◆ Dataset excerpts:
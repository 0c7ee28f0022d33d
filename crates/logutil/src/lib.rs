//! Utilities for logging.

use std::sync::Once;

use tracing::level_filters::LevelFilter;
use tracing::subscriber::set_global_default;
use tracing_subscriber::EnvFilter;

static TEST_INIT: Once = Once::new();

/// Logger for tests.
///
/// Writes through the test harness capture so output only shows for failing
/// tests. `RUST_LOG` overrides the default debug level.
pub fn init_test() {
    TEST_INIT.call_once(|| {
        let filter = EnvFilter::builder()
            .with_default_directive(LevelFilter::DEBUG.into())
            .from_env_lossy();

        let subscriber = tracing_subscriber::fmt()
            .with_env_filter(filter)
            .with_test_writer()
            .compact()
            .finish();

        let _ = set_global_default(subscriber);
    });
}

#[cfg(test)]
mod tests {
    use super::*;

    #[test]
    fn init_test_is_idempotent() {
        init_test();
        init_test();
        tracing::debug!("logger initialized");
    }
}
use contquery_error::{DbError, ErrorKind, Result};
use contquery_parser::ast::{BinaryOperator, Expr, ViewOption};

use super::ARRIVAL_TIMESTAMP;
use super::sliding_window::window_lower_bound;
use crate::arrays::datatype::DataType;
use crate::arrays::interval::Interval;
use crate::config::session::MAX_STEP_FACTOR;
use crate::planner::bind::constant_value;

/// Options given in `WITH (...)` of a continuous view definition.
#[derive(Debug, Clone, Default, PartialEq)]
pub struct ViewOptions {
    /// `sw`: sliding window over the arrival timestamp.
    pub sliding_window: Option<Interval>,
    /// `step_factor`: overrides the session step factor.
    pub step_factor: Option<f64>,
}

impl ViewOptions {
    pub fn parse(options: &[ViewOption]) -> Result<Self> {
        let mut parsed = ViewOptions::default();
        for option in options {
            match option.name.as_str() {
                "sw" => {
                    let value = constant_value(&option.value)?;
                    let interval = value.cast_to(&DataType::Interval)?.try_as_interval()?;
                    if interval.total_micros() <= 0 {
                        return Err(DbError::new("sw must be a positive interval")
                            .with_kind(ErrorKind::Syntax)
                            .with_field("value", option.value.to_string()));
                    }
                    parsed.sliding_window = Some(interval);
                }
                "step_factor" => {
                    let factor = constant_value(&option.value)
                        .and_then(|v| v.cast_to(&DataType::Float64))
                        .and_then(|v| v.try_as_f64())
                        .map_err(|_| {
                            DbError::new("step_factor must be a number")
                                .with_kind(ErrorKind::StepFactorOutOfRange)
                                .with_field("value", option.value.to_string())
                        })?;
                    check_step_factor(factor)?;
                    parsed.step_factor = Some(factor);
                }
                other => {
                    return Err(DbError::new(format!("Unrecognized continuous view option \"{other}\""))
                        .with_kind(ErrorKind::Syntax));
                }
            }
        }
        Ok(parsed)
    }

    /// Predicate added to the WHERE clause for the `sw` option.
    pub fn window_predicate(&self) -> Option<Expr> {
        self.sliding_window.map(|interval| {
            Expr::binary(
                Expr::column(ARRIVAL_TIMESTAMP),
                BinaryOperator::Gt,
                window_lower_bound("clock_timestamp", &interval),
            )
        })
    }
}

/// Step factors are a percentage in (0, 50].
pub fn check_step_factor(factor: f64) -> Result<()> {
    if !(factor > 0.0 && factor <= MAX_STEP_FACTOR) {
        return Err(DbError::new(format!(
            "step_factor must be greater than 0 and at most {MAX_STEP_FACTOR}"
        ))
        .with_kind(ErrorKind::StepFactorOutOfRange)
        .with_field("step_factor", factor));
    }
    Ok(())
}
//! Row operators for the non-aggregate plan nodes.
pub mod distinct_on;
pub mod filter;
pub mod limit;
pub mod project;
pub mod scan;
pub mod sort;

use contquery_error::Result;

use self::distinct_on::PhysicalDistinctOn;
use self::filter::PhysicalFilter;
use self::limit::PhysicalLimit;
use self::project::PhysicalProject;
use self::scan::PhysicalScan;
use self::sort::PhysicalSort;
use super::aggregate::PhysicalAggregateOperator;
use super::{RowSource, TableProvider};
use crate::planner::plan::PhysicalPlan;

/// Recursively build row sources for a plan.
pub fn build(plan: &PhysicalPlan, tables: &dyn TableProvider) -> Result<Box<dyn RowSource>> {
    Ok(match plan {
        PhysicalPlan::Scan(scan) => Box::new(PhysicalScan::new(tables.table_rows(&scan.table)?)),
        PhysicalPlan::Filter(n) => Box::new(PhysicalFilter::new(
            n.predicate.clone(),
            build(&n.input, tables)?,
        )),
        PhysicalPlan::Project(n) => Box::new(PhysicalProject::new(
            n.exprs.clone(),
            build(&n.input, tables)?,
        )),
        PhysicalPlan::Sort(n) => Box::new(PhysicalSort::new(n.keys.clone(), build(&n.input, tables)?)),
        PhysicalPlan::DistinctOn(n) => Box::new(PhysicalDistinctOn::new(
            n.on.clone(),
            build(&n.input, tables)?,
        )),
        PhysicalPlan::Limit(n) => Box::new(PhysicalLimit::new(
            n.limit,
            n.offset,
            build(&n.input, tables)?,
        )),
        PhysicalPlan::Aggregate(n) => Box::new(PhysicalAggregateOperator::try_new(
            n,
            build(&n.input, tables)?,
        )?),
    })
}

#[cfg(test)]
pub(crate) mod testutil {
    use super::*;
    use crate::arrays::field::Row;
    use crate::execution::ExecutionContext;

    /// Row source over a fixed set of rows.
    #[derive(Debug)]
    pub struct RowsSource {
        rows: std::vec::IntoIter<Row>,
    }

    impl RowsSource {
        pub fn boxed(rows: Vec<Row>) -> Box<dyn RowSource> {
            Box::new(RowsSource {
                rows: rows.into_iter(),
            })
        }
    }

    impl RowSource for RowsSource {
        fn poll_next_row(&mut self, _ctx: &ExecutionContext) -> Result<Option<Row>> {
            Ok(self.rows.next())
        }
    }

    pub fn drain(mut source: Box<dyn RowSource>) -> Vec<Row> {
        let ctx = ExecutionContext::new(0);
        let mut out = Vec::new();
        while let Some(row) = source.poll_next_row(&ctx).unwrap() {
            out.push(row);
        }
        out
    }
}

==

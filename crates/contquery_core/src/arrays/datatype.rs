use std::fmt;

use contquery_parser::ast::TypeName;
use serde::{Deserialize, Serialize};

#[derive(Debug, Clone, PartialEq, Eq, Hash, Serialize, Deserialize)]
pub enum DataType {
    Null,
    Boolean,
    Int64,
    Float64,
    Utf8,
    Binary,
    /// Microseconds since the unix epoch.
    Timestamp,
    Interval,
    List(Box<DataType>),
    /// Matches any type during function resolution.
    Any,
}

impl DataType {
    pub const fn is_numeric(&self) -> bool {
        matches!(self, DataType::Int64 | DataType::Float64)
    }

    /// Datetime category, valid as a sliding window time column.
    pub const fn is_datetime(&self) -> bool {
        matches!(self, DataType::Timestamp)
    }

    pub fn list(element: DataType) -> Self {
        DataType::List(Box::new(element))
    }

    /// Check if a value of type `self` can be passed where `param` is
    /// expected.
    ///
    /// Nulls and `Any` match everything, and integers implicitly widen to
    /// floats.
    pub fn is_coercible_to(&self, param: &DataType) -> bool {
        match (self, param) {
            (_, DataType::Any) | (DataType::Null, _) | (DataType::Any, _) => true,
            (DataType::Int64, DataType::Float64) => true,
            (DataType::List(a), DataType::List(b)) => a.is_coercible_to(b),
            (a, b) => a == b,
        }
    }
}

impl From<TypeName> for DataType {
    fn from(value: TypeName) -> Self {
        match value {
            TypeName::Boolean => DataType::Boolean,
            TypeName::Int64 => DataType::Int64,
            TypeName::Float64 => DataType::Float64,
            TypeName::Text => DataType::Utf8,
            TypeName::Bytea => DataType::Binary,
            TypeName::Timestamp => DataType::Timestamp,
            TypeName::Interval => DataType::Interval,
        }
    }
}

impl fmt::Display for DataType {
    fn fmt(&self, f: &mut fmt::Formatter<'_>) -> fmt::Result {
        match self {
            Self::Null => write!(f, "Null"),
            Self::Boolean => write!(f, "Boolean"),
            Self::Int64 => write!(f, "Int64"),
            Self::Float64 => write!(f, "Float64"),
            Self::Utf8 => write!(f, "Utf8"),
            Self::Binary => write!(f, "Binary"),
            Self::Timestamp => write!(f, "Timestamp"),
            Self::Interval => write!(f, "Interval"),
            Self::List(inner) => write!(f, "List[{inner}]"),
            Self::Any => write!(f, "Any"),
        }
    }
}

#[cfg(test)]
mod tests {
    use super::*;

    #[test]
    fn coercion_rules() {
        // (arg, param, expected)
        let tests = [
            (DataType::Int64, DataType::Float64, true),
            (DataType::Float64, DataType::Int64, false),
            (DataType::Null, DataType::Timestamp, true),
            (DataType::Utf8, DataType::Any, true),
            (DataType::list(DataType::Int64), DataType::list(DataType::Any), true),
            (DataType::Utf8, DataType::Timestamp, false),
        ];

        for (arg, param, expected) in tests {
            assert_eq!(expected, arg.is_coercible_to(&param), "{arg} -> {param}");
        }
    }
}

==

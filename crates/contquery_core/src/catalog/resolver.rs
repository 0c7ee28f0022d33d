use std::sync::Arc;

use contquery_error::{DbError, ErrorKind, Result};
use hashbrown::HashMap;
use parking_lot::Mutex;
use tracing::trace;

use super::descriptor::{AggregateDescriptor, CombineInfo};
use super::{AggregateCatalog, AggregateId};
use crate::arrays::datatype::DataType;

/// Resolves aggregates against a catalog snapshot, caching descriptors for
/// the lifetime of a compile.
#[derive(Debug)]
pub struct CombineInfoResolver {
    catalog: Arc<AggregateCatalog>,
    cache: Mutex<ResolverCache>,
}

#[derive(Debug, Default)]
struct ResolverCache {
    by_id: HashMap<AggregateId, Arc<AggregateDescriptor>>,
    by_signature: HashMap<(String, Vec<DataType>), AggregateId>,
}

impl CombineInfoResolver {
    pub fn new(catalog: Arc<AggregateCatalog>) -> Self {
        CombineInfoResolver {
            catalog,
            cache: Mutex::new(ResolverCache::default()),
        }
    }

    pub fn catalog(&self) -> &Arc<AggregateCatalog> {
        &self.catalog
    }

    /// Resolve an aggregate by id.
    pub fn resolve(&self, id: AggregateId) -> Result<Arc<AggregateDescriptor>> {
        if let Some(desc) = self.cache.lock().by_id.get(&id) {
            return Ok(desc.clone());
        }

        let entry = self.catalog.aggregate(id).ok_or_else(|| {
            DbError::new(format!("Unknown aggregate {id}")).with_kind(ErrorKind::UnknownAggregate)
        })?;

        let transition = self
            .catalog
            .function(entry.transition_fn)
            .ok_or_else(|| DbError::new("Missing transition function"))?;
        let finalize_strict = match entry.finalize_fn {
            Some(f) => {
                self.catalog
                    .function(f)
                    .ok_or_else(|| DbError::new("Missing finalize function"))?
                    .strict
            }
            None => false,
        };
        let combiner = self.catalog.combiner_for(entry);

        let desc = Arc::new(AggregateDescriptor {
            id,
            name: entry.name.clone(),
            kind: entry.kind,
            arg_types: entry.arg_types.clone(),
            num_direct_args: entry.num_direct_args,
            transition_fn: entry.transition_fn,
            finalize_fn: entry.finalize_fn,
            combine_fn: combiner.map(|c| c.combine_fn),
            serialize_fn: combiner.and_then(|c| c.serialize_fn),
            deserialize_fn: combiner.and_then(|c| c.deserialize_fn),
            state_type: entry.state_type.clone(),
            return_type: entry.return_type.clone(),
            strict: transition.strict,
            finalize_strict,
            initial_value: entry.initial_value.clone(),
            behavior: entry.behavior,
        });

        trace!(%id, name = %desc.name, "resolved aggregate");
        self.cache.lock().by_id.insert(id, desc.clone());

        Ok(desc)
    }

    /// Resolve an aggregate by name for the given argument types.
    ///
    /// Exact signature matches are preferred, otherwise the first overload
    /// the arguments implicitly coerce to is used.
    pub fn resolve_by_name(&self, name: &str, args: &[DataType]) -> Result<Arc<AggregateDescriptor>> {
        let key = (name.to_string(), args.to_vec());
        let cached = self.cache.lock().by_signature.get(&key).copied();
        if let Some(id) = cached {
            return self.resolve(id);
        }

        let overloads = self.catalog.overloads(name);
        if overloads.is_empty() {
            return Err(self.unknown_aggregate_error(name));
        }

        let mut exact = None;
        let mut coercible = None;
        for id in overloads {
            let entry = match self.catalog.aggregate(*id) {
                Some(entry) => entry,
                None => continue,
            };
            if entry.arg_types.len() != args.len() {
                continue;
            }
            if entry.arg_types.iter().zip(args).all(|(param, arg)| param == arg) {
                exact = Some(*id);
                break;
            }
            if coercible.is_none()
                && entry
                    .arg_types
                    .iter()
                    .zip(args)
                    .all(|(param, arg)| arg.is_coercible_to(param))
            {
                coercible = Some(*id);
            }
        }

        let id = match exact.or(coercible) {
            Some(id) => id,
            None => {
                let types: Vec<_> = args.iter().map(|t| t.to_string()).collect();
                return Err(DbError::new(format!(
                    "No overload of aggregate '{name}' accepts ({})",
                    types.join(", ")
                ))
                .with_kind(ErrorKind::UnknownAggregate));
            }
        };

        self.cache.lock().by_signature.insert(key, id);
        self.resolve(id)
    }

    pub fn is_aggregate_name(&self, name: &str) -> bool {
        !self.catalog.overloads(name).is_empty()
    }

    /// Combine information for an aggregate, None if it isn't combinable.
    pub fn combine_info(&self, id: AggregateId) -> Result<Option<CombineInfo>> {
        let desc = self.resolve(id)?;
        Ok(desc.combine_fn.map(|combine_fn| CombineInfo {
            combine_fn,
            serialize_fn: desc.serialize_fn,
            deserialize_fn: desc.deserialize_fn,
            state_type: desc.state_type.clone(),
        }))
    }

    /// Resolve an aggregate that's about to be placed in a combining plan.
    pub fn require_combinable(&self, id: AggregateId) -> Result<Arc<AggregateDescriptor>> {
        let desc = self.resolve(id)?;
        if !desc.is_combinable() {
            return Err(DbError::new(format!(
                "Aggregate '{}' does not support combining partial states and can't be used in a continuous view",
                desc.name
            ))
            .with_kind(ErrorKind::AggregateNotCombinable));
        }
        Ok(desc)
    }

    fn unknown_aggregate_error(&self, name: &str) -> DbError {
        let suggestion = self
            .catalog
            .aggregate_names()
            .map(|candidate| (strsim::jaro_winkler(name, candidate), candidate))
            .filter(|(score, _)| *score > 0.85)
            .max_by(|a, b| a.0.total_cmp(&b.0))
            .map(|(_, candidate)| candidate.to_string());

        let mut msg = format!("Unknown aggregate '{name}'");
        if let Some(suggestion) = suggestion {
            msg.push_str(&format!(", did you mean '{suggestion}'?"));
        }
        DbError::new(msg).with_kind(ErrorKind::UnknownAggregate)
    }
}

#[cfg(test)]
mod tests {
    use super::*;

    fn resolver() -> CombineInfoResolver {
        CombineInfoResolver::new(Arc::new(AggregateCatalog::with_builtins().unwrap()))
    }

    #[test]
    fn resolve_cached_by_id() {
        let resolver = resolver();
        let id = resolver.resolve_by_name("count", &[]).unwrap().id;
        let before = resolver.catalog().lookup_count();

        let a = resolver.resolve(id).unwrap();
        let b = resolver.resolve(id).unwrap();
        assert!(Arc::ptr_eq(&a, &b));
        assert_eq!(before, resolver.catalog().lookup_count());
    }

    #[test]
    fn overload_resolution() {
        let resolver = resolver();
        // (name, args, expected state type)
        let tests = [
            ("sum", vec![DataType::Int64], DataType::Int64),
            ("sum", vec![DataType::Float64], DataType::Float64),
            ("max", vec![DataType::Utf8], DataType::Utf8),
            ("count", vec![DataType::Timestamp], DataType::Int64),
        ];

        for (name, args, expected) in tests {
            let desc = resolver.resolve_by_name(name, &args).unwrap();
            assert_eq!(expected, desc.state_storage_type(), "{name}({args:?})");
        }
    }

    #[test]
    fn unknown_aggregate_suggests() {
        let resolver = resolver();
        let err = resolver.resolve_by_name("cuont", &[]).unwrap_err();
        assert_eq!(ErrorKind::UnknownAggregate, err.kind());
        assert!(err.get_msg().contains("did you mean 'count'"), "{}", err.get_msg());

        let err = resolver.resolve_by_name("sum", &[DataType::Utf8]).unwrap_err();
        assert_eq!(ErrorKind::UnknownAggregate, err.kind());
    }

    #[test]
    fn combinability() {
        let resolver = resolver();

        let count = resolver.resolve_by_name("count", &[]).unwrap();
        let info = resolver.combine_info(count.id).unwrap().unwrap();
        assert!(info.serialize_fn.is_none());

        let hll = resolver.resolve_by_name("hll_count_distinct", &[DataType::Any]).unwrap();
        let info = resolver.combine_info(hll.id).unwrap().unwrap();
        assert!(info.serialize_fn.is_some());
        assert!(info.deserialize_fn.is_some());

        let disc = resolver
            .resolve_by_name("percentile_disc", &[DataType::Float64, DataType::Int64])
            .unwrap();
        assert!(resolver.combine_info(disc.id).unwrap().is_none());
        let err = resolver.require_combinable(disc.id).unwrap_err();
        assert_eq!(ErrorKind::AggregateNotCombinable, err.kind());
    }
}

◆ Assigned task: Where a line above contains the string "used", copy that line.

◆ Completed task:
    /// the arguments implicitly coerce to is used.
                "Aggregate '{}' does not support combining partial states and can't be used in a continuous view",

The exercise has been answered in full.